For my third poll in a large Facebook group of 12,600 language teachers in this mini-series on inequity and grading, I asked about averaging. A FRACTION of teachers responded this time, with a total of just 80. Compared to the previous poll participants of 585 for late work penalties, and then 625 for homework, I wonder if this is because averaging is something teachers let the gradebook handle without giving it much thought. Most teachers don’t question homework, but they still play a more active role in creating and assigning it, right? Even setting late policies is something teachers…do. Averaging, though? Looks like we might be in a “set it and forget it” situation. The thing is, the gradebook only does what we tell it to (or its default setting), so if we’re not thinking about that, well…
Poll results had the majority (60) doing some kind of averaging. Let’s unpack all that.
Averaging
In almost all teaching contexts, something is averaged in the grade, whether it’s arriving at a single letter/number to represent whatever happens during a grading term, or averaging the grading terms themselves to get a single letter/number for the course. In rare cases, the course grade can be represented without any averaging, such as with a manual override for the entire year, but the biggest problem remains: summarizing an entire year with a single letter/number. That’s not gonna get solved.
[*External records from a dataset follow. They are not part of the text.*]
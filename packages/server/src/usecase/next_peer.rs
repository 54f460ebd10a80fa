//! UseCase: 次の相手を探す処理（next）
//!
//! ## テスト実装の作業記録
//!
//! ### 何をテストしているか
//! - NextPeerUseCase::execute() メソッド
//! - ペア中の next：相手への peer-left 通知と再マッチング
//! - 待機中の next：二重登録されないこと（冪等性）

use std::sync::Arc;

use deai_shared::time::Clock;

use crate::domain::{Category, ConnectionId, MessagePusher, SessionError, Timestamp};

use super::{SharedSessionRouter, delivery::push_deliveries};

/// next のユースケース
pub struct NextPeerUseCase {
    router: SharedSessionRouter,
    message_pusher: Arc<dyn MessagePusher>,
    clock: Arc<dyn Clock>,
}

impl NextPeerUseCase {
    /// 新しい NextPeerUseCase を作成
    pub fn new(
        router: SharedSessionRouter,
        message_pusher: Arc<dyn MessagePusher>,
        clock: Arc<dyn Clock>,
    ) -> Self {
        Self {
            router,
            message_pusher,
            clock,
        }
    }

    /// next を実行
    ///
    /// 現在の相手から離れ、すぐに新しい相手を探す。
    ///
    /// # Arguments
    ///
    /// * `connection_id` - next を要求した接続の ID
    /// * `category` - 次にマッチングするカテゴリ（`None` なら現在のカテゴリ）
    ///
    /// # Returns
    ///
    /// * `Ok(usize)` - 配送したイベント数
    /// * `Err(SessionError)` - プロトコル違反（呼び出し側でログに残して無視する）
    pub async fn execute(
        &self,
        connection_id: &ConnectionId,
        category: Option<Category>,
    ) -> Result<usize, SessionError> {
        let now = Timestamp::new(self.clock.now_millis());

        let mut router = self.router.lock().await;
        let deliveries = router.next(connection_id, category, now)?;

        Ok(push_deliveries(self.message_pusher.as_ref(), deliveries).await)
    }
}
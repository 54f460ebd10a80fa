//! Delivery of router output to connections.

use crate::domain::{Delivery, MessagePusher};

/// Push every delivery, in order. Failures are logged and skipped.
///
/// A failed push means the recipient is going away; its own disconnect
/// cleans up the router state.
///
/// Returns the number of deliveries that were handed to the transport.
pub(crate) async fn push_deliveries(
    message_pusher: &dyn MessagePusher,
    deliveries: Vec<Delivery>,
) -> usize {
    let mut pushed = 0;
    for Delivery { to, event } in deliveries {
        match message_pusher.push_to(&to, event).await {
            Ok(()) => pushed += 1,
            Err(e) => tracing::warn!("Failed to push to '{}': {}", to, e),
        }
    }
    pushed
}
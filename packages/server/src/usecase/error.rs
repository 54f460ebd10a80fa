//! UseCase 層のエラー定義

use thiserror::Error;

use crate::domain::SessionError;

/// 接続処理のエラー
#[derive(Debug, Error, Clone, PartialEq, Eq)]
pub enum ConnectError {
    /// 同じ接続 ID が既に登録されている
    #[error("Connection '{0}' is already registered")]
    DuplicateConnection(String),

    /// SessionRouter がその他の理由で拒否した
    #[error(transparent)]
    Rejected(SessionError),
}
//! HTTP API response DTOs.

use std::collections::BTreeMap;

use serde::{Deserialize, Serialize};

/// Response of `GET /api/stats`
#[derive(Debug, Clone, PartialEq, Eq, Serialize, Deserialize)]
pub struct StatsDto {
    /// Open WebSocket connections
    pub connections: usize,
    /// Rooms currently paired
    pub rooms: usize,
    /// Waiting connections per category
    pub waiting: BTreeMap<String, usize>,
    /// RFC 3339 timestamp of the snapshot
    pub generated_at: String,
}
//! HTTP API endpoint handlers.

use std::sync::Arc;

use axum::{Json, extract::State};
use deai_shared::time::{Clock, timestamp_to_rfc3339};

use crate::{infrastructure::dto::http::StatsDto, ui::state::AppState};

/// Health check endpoint
pub async fn health_check() -> Json<serde_json::Value> {
    Json(serde_json::json!({"status": "ok"}))
}

/// Current connection, room and waiting-pool counts
pub async fn get_stats(State(state): State<Arc<AppState>>) -> Json<StatsDto> {
    let stats = state.get_stats_usecase.execute().await;
    let generated_at = timestamp_to_rfc3339(state.clock.now_millis());

    Json(StatsDto::from_stats(stats, generated_at))
}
In general, though, the solvable problem with averaging is one of the easier inequities to see. In sum, a student’s low scores of September shouldn’t affect their grade when getting high scores in November. Current grading practices, however, almost always disadvantage that student, averaging all the low—which could be quite low for those still using zeros—with scores that might be at the same high level as classmates who didn’t struggle. That’s inequity.
Rubric
My favorite is creating a rubric that allows for trends (i.e., mode), or a more holistic look at assignments throughout the grading term. For example, let’s say there were the a bunch of Exit Tickets in the gradebook with the following scores: 85, 85, 75, 85, 85, 75, 85, 55. A pure average is a 79. Using the following rubric, though, the trend clearly shows 85s, a couple 75s, and a rough day as the most-recent score. The trend would be an 85, which matches what you know from in-class interactions with this student. We’re good.
Most-recent
If, however, you took an average of the most-recent three scores (which includes the 55 fluke), that’d come out to 72. Also, for those who use the bottom 60 grading levels of a 100-point scale (0-59), a zero in place of that last score would average to a 53. The teacher using a most-recent score system *must* be on the lookout for very low scores that don’t seem to be a reflection of what a student knows, understands, and can do. To do that, you’ve gotta know the student, and look at the trend. For this reason, I recommend the rubric and trend option alone, since trend also comes into play when averaging most-recent score.
Dropping Scores
This practice attempts to correct rogue assignment scores. In reality, though, it tends to give us an inaccurate reflection of what a student knows, understands, or can do. What if the lowest scores are the reflection of that?! If so, we as educators just set up our gradebook to actually drop the most-accurate picture of performance. Oops, right? The gradebook only does what we tell it to do, and it can’t distinguish. The best way to drop scores in an equitable way is a case-by-case basis. This requires teachers to know each student and evaluate whether the evidence they’re getting is accurate, just like grading most-recent work in standards-based-grading (SBG). If it looks like something’s up, don’t count it. That’s using content-area expertise, whereas the “set it and forget it” approach to dropping a certain number of lowest scores every grading term can be inequitable.